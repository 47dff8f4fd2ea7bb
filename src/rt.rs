//! Tokio adapters for the HTTP engine's runtime traits.

use std::{
    future::Future,
    pin::Pin,
    task::{Context, Poll},
    time::{Duration, Instant},
};

use pin_project_lite::pin_project;

/// Future executor that utilises `tokio` threads.
#[non_exhaustive]
#[derive(Default, Debug, Clone)]
pub(crate) struct TokioExecutor {}

impl<Fut> hyper2::rt::Executor<Fut> for TokioExecutor
where
    Fut: Future + Send + 'static,
    Fut::Output: Send + 'static,
{
    fn execute(&self, fut: Fut) {
        tokio::spawn(fut);
    }
}

impl TokioExecutor {
    pub(crate) fn new() -> Self {
        Self {}
    }
}

/// A timer that uses the tokio runtime.
#[non_exhaustive]
#[derive(Default, Clone, Debug)]
pub(crate) struct TokioTimer;

impl TokioTimer {
    pub(crate) fn new() -> Self {
        Self {}
    }
}

// Wrapped so that tokio::time::Sleep implements Unpin.
pin_project! {
    #[derive(Debug)]
    struct TokioSleep {
        #[pin]
        inner: tokio::time::Sleep,
    }
}

impl Future for TokioSleep {
    type Output = ();

    fn poll(self: Pin<&mut Self>, cx: &mut Context<'_>) -> Poll<Self::Output> {
        self.project().inner.poll(cx)
    }
}

impl hyper2::rt::Sleep for TokioSleep {}

impl hyper2::rt::Timer for TokioTimer {
    fn sleep(&self, duration: Duration) -> Pin<Box<dyn hyper2::rt::Sleep>> {
        Box::pin(TokioSleep {
            inner: tokio::time::sleep(duration),
        })
    }

    fn sleep_until(&self, deadline: Instant) -> Pin<Box<dyn hyper2::rt::Sleep>> {
        Box::pin(TokioSleep {
            inner: tokio::time::sleep_until(deadline.into()),
        })
    }
}

pin_project! {
    /// Adapts a tokio I/O type to the engine's `Read`/`Write` traits.
    #[derive(Debug)]
    pub(crate) struct TokioIo<T> {
        #[pin]
        inner: T,
    }
}

impl<T> TokioIo<T> {
    pub(crate) fn new(inner: T) -> Self {
        Self { inner }
    }

    pub(crate) fn inner_ref(&self) -> &T {
        &self.inner
    }
}

impl<T> hyper2::rt::Read for TokioIo<T>
where
    T: tokio::io::AsyncRead,
{
    fn poll_read(
        self: Pin<&mut Self>,
        cx: &mut Context<'_>,
        mut buf: hyper2::rt::ReadBufCursor<'_>,
    ) -> Poll<Result<(), std::io::Error>> {
        let n = unsafe {
            let mut tbuf = tokio::io::ReadBuf::uninit(buf.as_mut());
            match tokio::io::AsyncRead::poll_read(self.project().inner, cx, &mut tbuf) {
                Poll::Ready(Ok(())) => tbuf.filled().len(),
                other => return other,
            }
        };

        unsafe {
            buf.advance(n);
        }
        Poll::Ready(Ok(()))
    }
}

impl<T> hyper2::rt::Write for TokioIo<T>
where
    T: tokio::io::AsyncWrite,
{
    fn poll_write(
        self: Pin<&mut Self>,
        cx: &mut Context<'_>,
        buf: &[u8],
    ) -> Poll<Result<usize, std::io::Error>> {
        tokio::io::AsyncWrite::poll_write(self.project().inner, cx, buf)
    }

    fn poll_flush(
        self: Pin<&mut Self>,
        cx: &mut Context<'_>,
    ) -> Poll<Result<(), std::io::Error>> {
        tokio::io::AsyncWrite::poll_flush(self.project().inner, cx)
    }

    fn poll_shutdown(
        self: Pin<&mut Self>,
        cx: &mut Context<'_>,
    ) -> Poll<Result<(), std::io::Error>> {
        tokio::io::AsyncWrite::poll_shutdown(self.project().inner, cx)
    }

    fn is_write_vectored(&self) -> bool {
        tokio::io::AsyncWrite::is_write_vectored(&self.inner)
    }

    fn poll_write_vectored(
        self: Pin<&mut Self>,
        cx: &mut Context<'_>,
        bufs: &[std::io::IoSlice<'_>],
    ) -> Poll<Result<usize, std::io::Error>> {
        tokio::io::AsyncWrite::poll_write_vectored(self.project().inner, cx, bufs)
    }
}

• **WORK TO BE COMPLETED**:
In the listing above, each line with the word "AsyncRead" is to be copied out.

• **ANSWER SPACE**:
    T: tokio::io::AsyncRead,
            match tokio::io::AsyncRead::poll_read(self.project().inner, cx, &mut tbuf) {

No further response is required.